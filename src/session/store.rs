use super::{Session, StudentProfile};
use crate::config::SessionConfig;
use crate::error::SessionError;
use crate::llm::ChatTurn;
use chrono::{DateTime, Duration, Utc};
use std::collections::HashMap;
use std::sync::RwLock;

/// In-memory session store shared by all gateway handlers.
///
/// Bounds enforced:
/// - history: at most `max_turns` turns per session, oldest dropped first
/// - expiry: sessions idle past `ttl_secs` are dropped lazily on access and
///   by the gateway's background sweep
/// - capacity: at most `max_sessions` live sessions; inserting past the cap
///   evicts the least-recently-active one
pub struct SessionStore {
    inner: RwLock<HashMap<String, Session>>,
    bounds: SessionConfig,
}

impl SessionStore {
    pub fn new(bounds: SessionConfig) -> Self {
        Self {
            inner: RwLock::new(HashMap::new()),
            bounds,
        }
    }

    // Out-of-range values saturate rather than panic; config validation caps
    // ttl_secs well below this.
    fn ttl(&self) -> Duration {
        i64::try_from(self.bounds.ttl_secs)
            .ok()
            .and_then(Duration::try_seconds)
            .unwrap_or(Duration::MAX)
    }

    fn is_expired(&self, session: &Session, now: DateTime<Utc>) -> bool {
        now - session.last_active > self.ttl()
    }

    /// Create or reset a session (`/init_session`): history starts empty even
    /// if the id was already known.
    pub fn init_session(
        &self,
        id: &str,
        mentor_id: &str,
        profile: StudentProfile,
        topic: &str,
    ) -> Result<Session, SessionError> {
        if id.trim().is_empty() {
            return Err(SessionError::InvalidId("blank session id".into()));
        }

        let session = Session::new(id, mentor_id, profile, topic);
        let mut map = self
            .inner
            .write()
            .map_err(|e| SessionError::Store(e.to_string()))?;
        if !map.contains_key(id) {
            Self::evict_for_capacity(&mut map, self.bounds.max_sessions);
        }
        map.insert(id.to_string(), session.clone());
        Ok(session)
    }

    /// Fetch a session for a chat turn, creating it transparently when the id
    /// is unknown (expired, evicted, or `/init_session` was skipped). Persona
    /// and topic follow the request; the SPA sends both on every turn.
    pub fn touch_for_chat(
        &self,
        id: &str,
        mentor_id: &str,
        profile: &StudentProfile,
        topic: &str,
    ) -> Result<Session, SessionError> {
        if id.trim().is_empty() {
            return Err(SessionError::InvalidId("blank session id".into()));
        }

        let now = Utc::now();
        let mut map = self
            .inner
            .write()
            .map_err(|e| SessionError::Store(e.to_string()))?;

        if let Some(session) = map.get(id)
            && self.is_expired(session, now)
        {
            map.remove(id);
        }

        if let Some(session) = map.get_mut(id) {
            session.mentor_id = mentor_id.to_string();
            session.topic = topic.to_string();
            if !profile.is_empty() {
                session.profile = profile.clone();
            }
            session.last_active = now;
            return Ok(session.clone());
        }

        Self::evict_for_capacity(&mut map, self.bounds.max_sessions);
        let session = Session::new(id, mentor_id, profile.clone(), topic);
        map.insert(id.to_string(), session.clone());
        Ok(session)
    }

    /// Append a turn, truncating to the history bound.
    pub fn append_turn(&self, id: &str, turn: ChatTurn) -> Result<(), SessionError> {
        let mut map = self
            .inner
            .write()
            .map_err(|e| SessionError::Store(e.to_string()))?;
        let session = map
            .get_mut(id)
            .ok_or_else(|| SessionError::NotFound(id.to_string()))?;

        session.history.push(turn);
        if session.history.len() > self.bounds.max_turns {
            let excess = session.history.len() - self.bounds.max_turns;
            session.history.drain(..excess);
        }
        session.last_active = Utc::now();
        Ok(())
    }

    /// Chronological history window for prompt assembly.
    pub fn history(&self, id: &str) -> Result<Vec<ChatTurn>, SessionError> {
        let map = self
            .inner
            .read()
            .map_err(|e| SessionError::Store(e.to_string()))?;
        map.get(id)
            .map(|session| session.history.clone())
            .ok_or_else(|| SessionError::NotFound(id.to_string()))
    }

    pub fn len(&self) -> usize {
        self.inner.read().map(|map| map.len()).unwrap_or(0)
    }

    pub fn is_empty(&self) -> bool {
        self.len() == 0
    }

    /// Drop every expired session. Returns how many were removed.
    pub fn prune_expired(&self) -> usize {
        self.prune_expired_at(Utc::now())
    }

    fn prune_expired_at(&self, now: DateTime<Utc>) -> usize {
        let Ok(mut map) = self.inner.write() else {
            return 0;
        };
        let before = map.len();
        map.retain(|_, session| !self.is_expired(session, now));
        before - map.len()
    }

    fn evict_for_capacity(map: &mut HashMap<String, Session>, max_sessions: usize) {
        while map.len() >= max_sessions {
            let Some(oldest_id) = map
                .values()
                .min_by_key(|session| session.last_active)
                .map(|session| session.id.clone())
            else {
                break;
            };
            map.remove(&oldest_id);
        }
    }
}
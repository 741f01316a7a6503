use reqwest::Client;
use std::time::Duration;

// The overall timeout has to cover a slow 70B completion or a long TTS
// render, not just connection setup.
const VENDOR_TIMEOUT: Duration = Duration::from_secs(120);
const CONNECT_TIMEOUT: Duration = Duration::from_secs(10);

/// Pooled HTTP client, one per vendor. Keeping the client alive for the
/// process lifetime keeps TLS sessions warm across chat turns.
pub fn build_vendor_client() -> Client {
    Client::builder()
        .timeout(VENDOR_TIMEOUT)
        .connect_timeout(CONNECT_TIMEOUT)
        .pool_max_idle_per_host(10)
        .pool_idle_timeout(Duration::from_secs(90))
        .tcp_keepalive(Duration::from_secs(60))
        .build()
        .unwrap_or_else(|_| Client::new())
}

▸ **EXERCISE DETAILS**
The response must consist solely of the lines from the top of the records through the line holding "use std::sync::RwLock;", copied word for word.

▸ **TASK OUTPUT**
filename src/session/store.rs
use super::{Session, StudentProfile};
use crate::config::SessionConfig;
use crate::error::SessionError;
use crate::llm::ChatTurn;
use chrono::{DateTime, Duration, Utc};
use std::collections::HashMap;
use std::sync::RwLock;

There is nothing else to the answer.